Disobedience of the will of God

Opposition to God
Resistance to the Holy Spirit
1. Opposition to God, who is an invisible Spirit, to a certain degree originates in the very fact of the radical difference of the world from God, that is to say in the world's "visibility" and "materiality" in contrast to him who is "invisible" and "absolute Spirit"; from the world's essential and inevitable imperfection in contrast to him, the perfect being. But this opposition becomes conflict and rebellion on the ethical plane by reason of that sin which takes possession of the human heart, wherein "the desires of the flesh are against the Spirit and the desires of the Spirit are against the flesh."(233) Concerning this sin, the Holy Spirit must "convince the world," as we have already said_. Unfortunately, the resistance to the Holy Spirit which St. Paul emphasizes in the interior and subjective dimension as tension, struggle and rebellion taking place in the human heart, finds in every period of history and especially in the modern era its external dimension, which takes concrete form as the content of culture and civilization, as a philosophical system, an ideology, a program for action and for the shaping of human behavior. It reaches its clearest expression in materialism, both in its theoretical form: as a system of thought, and in its practical form: as a method of interpreting and evaluating facts, and likewise as a program of corresponding conduct. The system which has developed most and carried to its extreme practical consequences this form of thought, ideology and praxis is dialectical and historical materialism, which is still recognized as the essential core of Marxism. (Papal Encyclical, Dominum et Vivificantem, 18 May 1986).

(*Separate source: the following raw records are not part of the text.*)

use clap::{Parser, Subcommand};
use globalism_core::AddressField;

/// CLI arguments for globalism
#[derive(Debug, Parser)]
#[command(
    name = "globalism",
    version,
    about = "Query country reference data and format addresses, phone numbers and amounts"
)]
pub struct CliArgs {
    /// Path to a JSON or JSON.gz dataset (default: the dataset embedded in globalism-core)
    #[arg(short = 'i', long = "input", global = true)]
    pub input: Option<String>,

    /// Optional comma-separated list of alpha-2 country codes to load (e.g. DE,CH,FR)
    #[arg(short = 'f', long = "filter", global = true)]
    pub filter: Option<String>,

    /// Print results as JSON
    #[arg(long = "json", global = true)]
    pub json: bool,

    #[command(subcommand)]
    pub command: Commands,
}

#[derive(Debug, Subcommand)]
pub enum Commands {
    /// Show a summary of the database contents
    Stats,

    /// List all countries
    Countries,

    /// Lookup a country by alpha-2 or alpha-3 code
    Country {
        /// Alpha-2 or alpha-3 code (e.g. DE, USA)
        code: String,
    },

    /// List the member countries of a group
    Group {
        /// Group id (e.g. EU, G7)
        id: String,
    },

    /// List the languages spoken in a country
    Languages {
        code: String,
    },

    /// Format and classify a national phone number
    Phone {
        code: String,
        /// Number as typed; non-digits are ignored when formatting
        number: String,
    },

    /// Format an address with the country's template
    Address {
        code: String,
        /// Address component as key=value (e.g. -c city=Berlin -c postcode=10115)
        #[arg(short = 'c', long = "component", value_parser = parse_component)]
        components: Vec<(AddressField, String)>,
    },

    /// List the address fields a country's template uses
    Fields {
        code: String,
    },

    /// Format an amount in the country's currency
    Currency {
        code: String,
        #[arg(allow_negative_numbers = true)]
        amount: f64,
    },

    /// Validate a postal code
    Postal {
        code: String,
        postcode: String,
    },
}

/// Parses `key=value` into an address component.
pub fn parse_component(s: &str) -> Result<(AddressField, String), String> {
    let (key, value) = s
        .split_once('=')
        .ok_or_else(|| format!("expected key=value, got `{s}`"))?;
    let field = key.parse::<AddressField>().map_err(|e| e.to_string())?;
    Ok((field, value.to_owned()))
}
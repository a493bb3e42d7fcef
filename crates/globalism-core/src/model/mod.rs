// crates/globalism-core/src/model/mod.rs
pub mod convert;
pub mod domain;

pub use domain::{Country, CountryDb, CountryGroup, GroupingType, Language};
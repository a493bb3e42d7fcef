// crates/globalism-core/src/phone/mask.rs

/// The digit-slot character of a phone mask.
pub const SLOT: char = '#';

/// A positional phone mask such as `"(###) ###-####"`.
///
/// Every [`SLOT`] takes one digit; every other character is literal
/// decoration.
#[derive(Debug, Clone, Copy, PartialEq, Eq)]
pub struct PhoneMask<'a>(&'a str);

impl<'a> PhoneMask<'a> {
    /// `None` for an empty or whitespace-only mask.
    ///
    /// A mask of only spaces has no slots and nothing to decorate, so it is
    /// treated the same as a country without a mask.
    ///
    /// ```
    /// use globalism_core::phone::PhoneMask;
    ///
    /// assert!(PhoneMask::new("(###) ###-####").is_some());
    /// assert!(PhoneMask::new("   ").is_none());
    /// ```
    pub fn new(mask: &'a str) -> Option<Self> {
        (!mask.trim().is_empty()).then_some(Self(mask))
    }

    pub fn as_str(&self) -> &'a str {
        self.0
    }

    /// Number of digit slots, i.e. the expected national number length.
    pub fn slot_count(&self) -> usize {
        self.0.chars().filter(|&c| c == SLOT).count()
    }

    /// The mask with every slot shown as `0`, whitespace runs collapsed to
    /// one space and trimmed.
    ///
    /// ```
    /// use globalism_core::phone::PhoneMask;
    ///
    /// let mask = PhoneMask::new("(###) ###-####").unwrap();
    /// assert_eq!(mask.placeholder(), "(000) 000-0000");
    /// ```
    pub fn placeholder(&self) -> String {
        let zeroed = self.0.replace(SLOT, "0");
        zeroed.split_whitespace().collect::<Vec<_>>().join(" ")
    }

    /// Lay `digits` onto the mask.
    ///
    /// Each slot takes the next digit. A literal is written only while
    /// fewer slots than digits precede it, so decoration after the last
    /// supplied digit is dropped. Digits beyond the last slot are ignored.
    ///
    /// ```
    /// use globalism_core::phone::PhoneMask;
    ///
    /// let mask = PhoneMask::new("(###) ###-####").unwrap();
    /// assert_eq!(mask.fill("123"), "(123");
    /// assert_eq!(mask.fill("1234"), "(123) 4");
    /// assert_eq!(mask.fill("5551234567"), "(555) 123-4567");
    /// ```
    pub fn fill(&self, digits: &str) -> String {
        let mut digits = digits.chars();
        let available = digits.clone().count();
        let mut consumed = 0;
        let mut out = String::with_capacity(self.0.len());
        for c in self.0.chars() {
            if c == SLOT {
                if let Some(d) = digits.next() {
                    out.push(d);
                }
                consumed += 1;
            } else if consumed < available {
                out.push(c);
            }
        }
        out
    }
}

#[cfg(test)]
mod tests {
    use super::*;

    #[test]
    fn blank_masks_are_absent() {
        assert!(PhoneMask::new("").is_none());
        assert!(PhoneMask::new("   ").is_none());
    }

    #[test]
    fn counts_slots() {
        assert_eq!(PhoneMask::new("(###) ###-####").map(|m| m.slot_count()), Some(10));
        assert_eq!(PhoneMask::new("#### ######").map(|m| m.slot_count()), Some(10));
        assert_eq!(PhoneMask::new("+--").map(|m| m.slot_count()), Some(0));
    }

    #[test]
    fn placeholder_collapses_whitespace() {
        let mask = PhoneMask::new("  ##\t\t##  ##  ").expect("mask");
        assert_eq!(mask.placeholder(), "00 00 00");
    }

    #[test]
    fn fill_drops_trailing_literals() {
        let mask = PhoneMask::new("(###) ###-####").expect("mask");
        assert_eq!(mask.fill("123456"), "(123) 456");
        assert_eq!(mask.fill("1234567"), "(123) 456-7");
        assert_eq!(mask.fill(""), "");
    }

    #[test]
    fn fill_keeps_leading_literals() {
        let mask = PhoneMask::new("+## ##").expect("mask");
        assert_eq!(mask.fill("1"), "+1");
    }

    #[test]
    fn fill_ignores_surplus_digits() {
        let mask = PhoneMask::new("## ##").expect("mask");
        assert_eq!(mask.fill("123456"), "12 34");
    }
}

2. "Disobedience" means precisely going beyond that limit, which remains impassable to the will and the freedom of man as a created being. For God the Creator is the one definitive source of the moral order in the world created by him. Man cannot decide by himself what is good and what is evil-cannot "know good and evil, like God." In the created world God indeed remains the first and sovereign source for deciding about good and evil, through the intimate truth of being, which is the reflection of the Word, the eternal Son, consubstantial with the Father. To man, created to the image of God, the Holy Spirit gives the gift of conscience, so that in this conscience the image may faithfully reflect its model, which is both Wisdom and eternal Law, the source of the moral order in man and in the world. "Disobedience," as the original dimension of sin, means the rejection of this source, through man's claim to become an independent and exclusive source for deciding about good and evil The Spirit who "searches the depths of God," and who at the same time is for man the light of conscience and the source of the moral order, knows in all its fullness this dimension of the sin inscribed in the mystery of man's beginning_. Man's disobedience, nevertheless, always means a turning away from God, and in a certain sense the closing up of human freedom in his regard. It also means a certain opening of this freedom-of the human mind and will-to the one who is the "father of lies." This act of conscious choice is not only "disobedience" but also involves a certain consent to the motivation which was contained in the first temptation to sin and which is unceasingly renewed during the whole history of man on earth: "For God knows that when you eat of it your eyes will be opened, and you will be like God, knowing good and evil." (Papal Encyclical, Dominum et Vivificantem, 18 May 1986).